You know that Rosh Hashana is the Jewish new year, which begins with Tishrei, so you’d think that Tishrei is the first month, right? Not in the Torah: the source for the holiday of Rosh Hashana is Leviticus 23:24: “In the seventh month, on the first day of the month, shall be a solemn rest unto you, a memorial proclaimed with the blast of horns, a holy convocation.”
You see, because Jews have a penchant for complicating things, we actually have four different new years. The first of Tishrei, otherwise known as Rosh Hashana or the Jewish New Year, is the new year for years. That means that we count years from that date, so 5774 turned to 5775 on the first of Tishrei.
The first of Nisan is the new year for months. Nisan, not Tishrei, is the first month, and we count the months from there. That’s how Tishrei comes out as the seventh month. So when does Nisan fall? Usually around March-April; it’s your Hebrew birth month. 😉 The first night of Passover falls on the 15th of Nissan.
The other two new years are a little more obscure, so stay with me here.
The first of Elul is the new year for the tithing of cattle. There is a commandment to bring the firstborn of cattle to the Cohanim (priests), and the first of Elul was sort of the “fiscal year” for animals born during that year, similar to how taxes are calculated in countries where the fiscal year starts on a date other than the first of January. This new year is no longer observed, because we no longer have a Temple and the priests cannot receive these offerings. But Elul–which is the month before Tishrei–has taken on the significance of preparing for the High Holidays.
The last of the new years is the 15th of Shvat, or Tu B’Shvat (because the number 15 is written as ט”ו, tet-vav, or the numerical value of 9+6. Why don’t we write 10+5? Because then it would be yud-heh, and that spells one of the names of God. 16 is written 9+7, ט”ז, for the same reason). This new year is used for calculating the age of plants or crops for certain commandments that have to do with agriculture, or for agricultural tithing. It has become known as “the new year for trees”, and has become a minor holiday on which we celebrate trees and their fruit. It is customary to eat the new fruit of the season on this day. The Kabbalistic mystics created a sort of ceremony, a “seder” (similar to the Passover seder), during which they eat symbolic fruit and discuss its significance. It’s also evolved into the Israeli Arbor Day. A day to plant new trees and to develop environmental awareness.

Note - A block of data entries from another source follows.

impl<R: Read + Seek> BinaryReader<R> {
    /// Wrap a source, measuring its length. The cursor starts at the
    /// source's current position.
    ///
    /// # Errors
    /// Returns an error if the source cannot be seeked.
    pub fn new(mut inner: R, endian: Endian) -> Result<Self> {
        let position = inner.stream_position()?;
        let length = inner.seek(SeekFrom::End(0))?;
        inner.seek(SeekFrom::Start(position))?;
        Ok(Self {
            inner,
            position,
            length,
            endian,
        })
    }

    /// Current byte order.
    #[must_use]
    pub fn endian(&self) -> Endian {
        self.endian
    }

    /// Change the byte order for subsequent reads.
    pub fn set_endian(&mut self, endian: Endian) {
        self.endian = endian;
    }

    /// Current cursor position.
    #[must_use]
    pub fn position(&self) -> u64 {
        self.position
    }

    /// Total length of the source.
    #[must_use]
    pub fn len(&self) -> u64 {
        self.length
    }

    /// Whether the source is empty.
    #[must_use]
    pub fn is_empty(&self) -> bool {
        self.length == 0
    }

    /// Bytes left between the cursor and the end.
    #[must_use]
    pub fn remaining(&self) -> u64 {
        self.length.saturating_sub(self.position)
    }

    /// Whether the cursor is at or past the end.
    #[must_use]
    pub fn is_eof(&self) -> bool {
        self.position >= self.length
    }

    /// Move the cursor to an absolute position.
    ///
    /// # Errors
    /// Returns an error if the underlying seek fails.
    pub fn seek(&mut self, position: u64) -> Result<()> {
        self.inner.seek(SeekFrom::Start(position))?;
        self.position = position;
        Ok(())
    }

    /// Move the cursor relative to its current position.
    ///
    /// # Errors
    /// Returns an error if the target position would be negative.
    pub fn skip(&mut self, delta: i64) -> Result<()> {
        let target = self
            .position
            .checked_add_signed(delta)
            .ok_or(Error::NegativeLength(self.position as i64 + delta))?;
        self.seek(target)
    }

    /// Consume the reader, returning the source.
    pub fn into_inner(self) -> R {
        self.inner
    }

    fn ensure(&self, count: u64) -> Result<()> {
        if self.position.saturating_add(count) > self.length {
            return Err(Error::UnexpectedEof {
                position: self.position,
                requested: count,
                length: self.length,
            });
        }
        Ok(())
    }

    // ==================== Integers ====================

    /// Read one byte.
    pub fn read_u8(&mut self) -> Result<u8> {
        self.ensure(1)?;
        let value = self.inner.read_u8()?;
        self.position += 1;
        Ok(value)
    }

    /// Read one signed byte.
    pub fn read_i8(&mut self) -> Result<i8> {
        Ok(self.read_u8()? as i8)
    }

    read_primitive!(read_u16, read_u16_le, read_u16_be, u16, 2, read_u16);
    read_primitive!(read_i16, read_i16_le, read_i16_be, i16, 2, read_i16);
    read_primitive!(read_u32, read_u32_le, read_u32_be, u32, 4, read_u32);
    read_primitive!(read_i32, read_i32_le, read_i32_be, i32, 4, read_i32);
    read_primitive!(read_u64, read_u64_le, read_u64_be, u64, 8, read_u64);
    read_primitive!(read_i64, read_i64_le, read_i64_be, i64, 8, read_i64);
    read_primitive!(read_f32, read_f32_le, read_f32_be, f32, 4, read_f32);

    /// Read an `i32` count or length, rejecting negative values.
    pub fn read_count(&mut self) -> Result<usize> {
        to_len(i64::from(self.read_i32()?))
    }

    /// Peek one byte without advancing. `None` at end of stream.
    pub fn peek_u8(&mut self) -> Result<Option<u8>> {
        if self.is_eof() {
            return Ok(None);
        }
        let value = self.read_u8()?;
        self.skip(-1)?;
        Ok(Some(value))
    }

    /// Peek an `i32` without advancing.
    pub fn peek_i32(&mut self) -> Result<i32> {
        let value = self.read_i32()?;
        self.skip(-4)?;
        Ok(value)
    }

    // ==================== Byte spans ====================

    /// Read exactly `count` bytes into a new buffer.
    pub fn read_bytes(&mut self, count: usize) -> Result<Vec<u8>> {
        self.ensure(count as u64)?;
        let mut buffer = vec![0u8; count];
        self.inner.read_exact(&mut buffer)?;
        self.position += count as u64;
        Ok(buffer)
    }

    /// Read a byte span whose length was decoded as a signed value.
    pub fn read_bytes_signed(&mut self, count: i64) -> Result<Vec<u8>> {
        let count = to_len(count)?;
        self.read_bytes(count)
    }

    /// Read everything from the cursor to the end.
    pub fn read_remaining(&mut self) -> Result<Vec<u8>> {
        let count = usize::try_from(self.remaining())
            .map_err(|_| Error::NotImplemented("stream larger than address space".into()))?;
        self.read_bytes(count)
    }

    /// Read a homogeneous array of fixed-layout records by copying bytes
    /// straight into the output buffer.
    ///
    /// # Errors
    /// Fails on truncation, or when the reader's byte order differs from the
    /// host's (records cannot be byte-swapped generically).
    pub fn read_array<T: Pod>(&mut self, count: usize) -> Result<Vec<T>> {
        if self.endian != Endian::native() {
            return Err(Error::NotImplemented(
                "struct array read with non-native byte order".into(),
            ));
        }
        let size = count
            .checked_mul(std::mem::size_of::<T>())
            .ok_or(Error::NegativeLength(-1))?;
        self.ensure(size as u64)?;
        let mut out = vec![<T as Zeroable>::zeroed(); count];
        self.inner.read_exact(bytemuck::cast_slice_mut(&mut out))?;
        self.position += size as u64;
        Ok(out)
    }

    /// Read an `i32` count followed by that many records.
    pub fn read_counted_array<T: Pod>(&mut self) -> Result<Vec<T>> {
        let count = self.read_count()?;
        self.read_array(count)
    }

    /// Advance to the next multiple of `alignment`, returning the padding
    /// consumed. An alignment of 0 consumes nothing.
    pub fn align(&mut self, alignment: u64) -> Result<u64> {
        if alignment == 0 {
            return Ok(0);
        }
        let padding = alignment - self.position % alignment;
        if padding == alignment {
            return Ok(0);
        }
        self.seek(self.position + padding)?;
        Ok(padding)
    }

    // ==================== Strings ====================

    /// Read a null-terminated string.
    ///
    /// With a `budget`, at most that many bytes are examined and the cursor
    /// always ends up `budget` bytes past where it started, wherever the
    /// terminator was found. A zero budget reads nothing.
    pub fn read_cstring(&mut self, budget: Option<usize>, encoding: StringEncoding) -> Result<String> {
        if budget == Some(0) {
            return Ok(String::new());
        }
        let start = self.position;
        let mut bytes = Vec::new();
        let mut consumed = 0usize;
        loop {
            match encoding {
                StringEncoding::SingleByte => {
                    let b = self.read_u8()?;
                    consumed += 1;
                    if b == 0 {
                        break;
                    }
                    bytes.push(b);
                }
                StringEncoding::Utf16 => {
                    let lo = self.read_u8()?;
                    let hi = self.read_u8()?;
                    consumed += 2;
                    if lo == 0 && hi == 0 {
                        break;
                    }
                    bytes.push(lo);
                    bytes.push(hi);
                }
            }
            if budget.is_some_and(|max| consumed >= max) {
                break;
            }
        }
        if let Some(max) = budget {
            self.seek(start + max as u64)?;
        }
        Ok(decode_string(&bytes, encoding))
    }

    /// Read a fixed-length single-byte string with trailing NULs trimmed.
    pub fn read_string(&mut self, length: usize) -> Result<String> {
        if length == 0 {
            return Ok(String::new());
        }
        let bytes = self.read_bytes(length)?;
        let text = decode_string(&bytes, StringEncoding::SingleByte);
        Ok(text.trim_end_matches('\0').to_string())
    }

    /// Read a string prefixed by an 8-bit length.
    pub fn read_string_u8(&mut self) -> Result<String> {
        let length = self.read_u8()?;
        self.read_string(length as usize)
    }

    /// Read a string prefixed by an unsigned 16-bit length.
    pub fn read_string_u16(&mut self) -> Result<String> {
        let length = self.read_u16()?;
        self.read_string(length as usize)
    }

    /// Read a string prefixed by a signed 16-bit length.
    pub fn read_string_i16(&mut self) -> Result<String> {
        let length = to_len(i64::from(self.read_i16()?))?;
        self.read_string(length)
    }

    /// Read a string prefixed by a signed 32-bit length.
    pub fn read_string_i32(&mut self) -> Result<String> {
        let length = self.read_count()?;
        self.read_string(length)
    }

    // ==================== Math ====================

    pub fn read_vec2(&mut self) -> Result<Vec2> {
        Ok(Vec2::new(self.read_f32()?, self.read_f32()?))
    }

    pub fn read_vec3(&mut self) -> Result<Vec3> {
        Ok(Vec3::new(self.read_f32()?, self.read_f32()?, self.read_f32()?))
    }

    pub fn read_vec4(&mut self) -> Result<Vec4> {
        Ok(Vec4::new(
            self.read_f32()?,
            self.read_f32()?,
            self.read_f32()?,
            self.read_f32()?,
        ))
    }

    /// Read a quaternion stored X, Y, Z, W.
    pub fn read_quat(&mut self) -> Result<Quat> {
        let v = self.read_vec4()?;
        Ok(Quat::from_xyzw(v.x, v.y, v.z, v.w))
    }

    /// Read a quaternion stored W, X, Y, Z.
    pub fn read_quat_wxyz(&mut self) -> Result<Quat> {
        let v = self.read_vec4()?;
        Ok(Quat::from_xyzw(v.y, v.z, v.w, v.x))
    }

    /// Read a bounding box stored as min then max.
    pub fn read_bbox(&mut self) -> Result<BoundingBox> {
        Ok(BoundingBox {
            min: self.read_vec3()?,
            max: self.read_vec3()?,
        })
    }

    /// Read a plane stored as normal then distance.
    pub fn read_plane(&mut self) -> Result<Plane> {
        Ok(Plane {
            normal: self.read_vec3()?,
            distance: self.read_f32()?,
        })
    }

    /// Read a packed 32-bit RGBA color.
    pub fn read_rgba32(&mut self) -> Result<Rgba32> {
        Ok(Rgba32(self.read_u32()?))
    }

    /// Read a 4x4 matrix stored row by row.
    pub fn read_mat4_row_major(&mut self) -> Result<Mat4> {
        Ok(self.read_mat4_col_major()?.transpose())
    }

    /// Read a 4x4 matrix stored column by column.
    pub fn read_mat4_col_major(&mut self) -> Result<Mat4> {
        let mut values = [0f32; 16];
        for value in &mut values {
            *value = self.read_f32()?;
        }
        Ok(Mat4::from_cols_array(&values))
    }

    /// Read a 16-byte identifier.
    pub fn read_guid(&mut self) -> Result<[u8; 16]> {
        let bytes = self.read_bytes(16)?;
        let mut guid = [0u8; 16];
        guid.copy_from_slice(&bytes);
        Ok(guid)
    }
}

So. Why am I telling you all this now?
Because tonight is Rosh Chodesh Shvat; the first day of the new month of Shvat. A month I happen to be especially fond of, not only because I have a thing for trees, but also because my birthday falls on the 3rd. 🙂
Birthdays are not much of a big deal in Jewish tradition, though it is said that it’s a sign of a righteous person when s/he dies on his/her birthday. (This is said to have been true of Moses and King David.) Generally, important Jewish figures are commemorated on the day of death, not the day of birth. However, we do tend to celebrate like people in many other cultures. We’re all about giving thanks on a day that commemorates something good that happened to you, and getting born is pretty high on that list! 😉 It is said that on one’s birthday, just like on one’s wedding day, one has a particularly strong connection to God and can give particularly powerful blessings to others. (The reason for this, by the way, is that such life events bring us joy, and joy brings us closer to God.)
And, well, you’ve experienced firsthand that my blessings have a fairly good record 😉 If there’s something specific you’d like me to pray for this Friday, let me know. 😉 Either way, you know I will be (and have been) praying for you.
Chodesh Tov, many blessings, and lots of love,
Blog readers: What do you think about what seems to be a conflict between the Bible’s calculation of the history of humankind versus the scientific calculation? What meaning does that number, 5775, hold for you?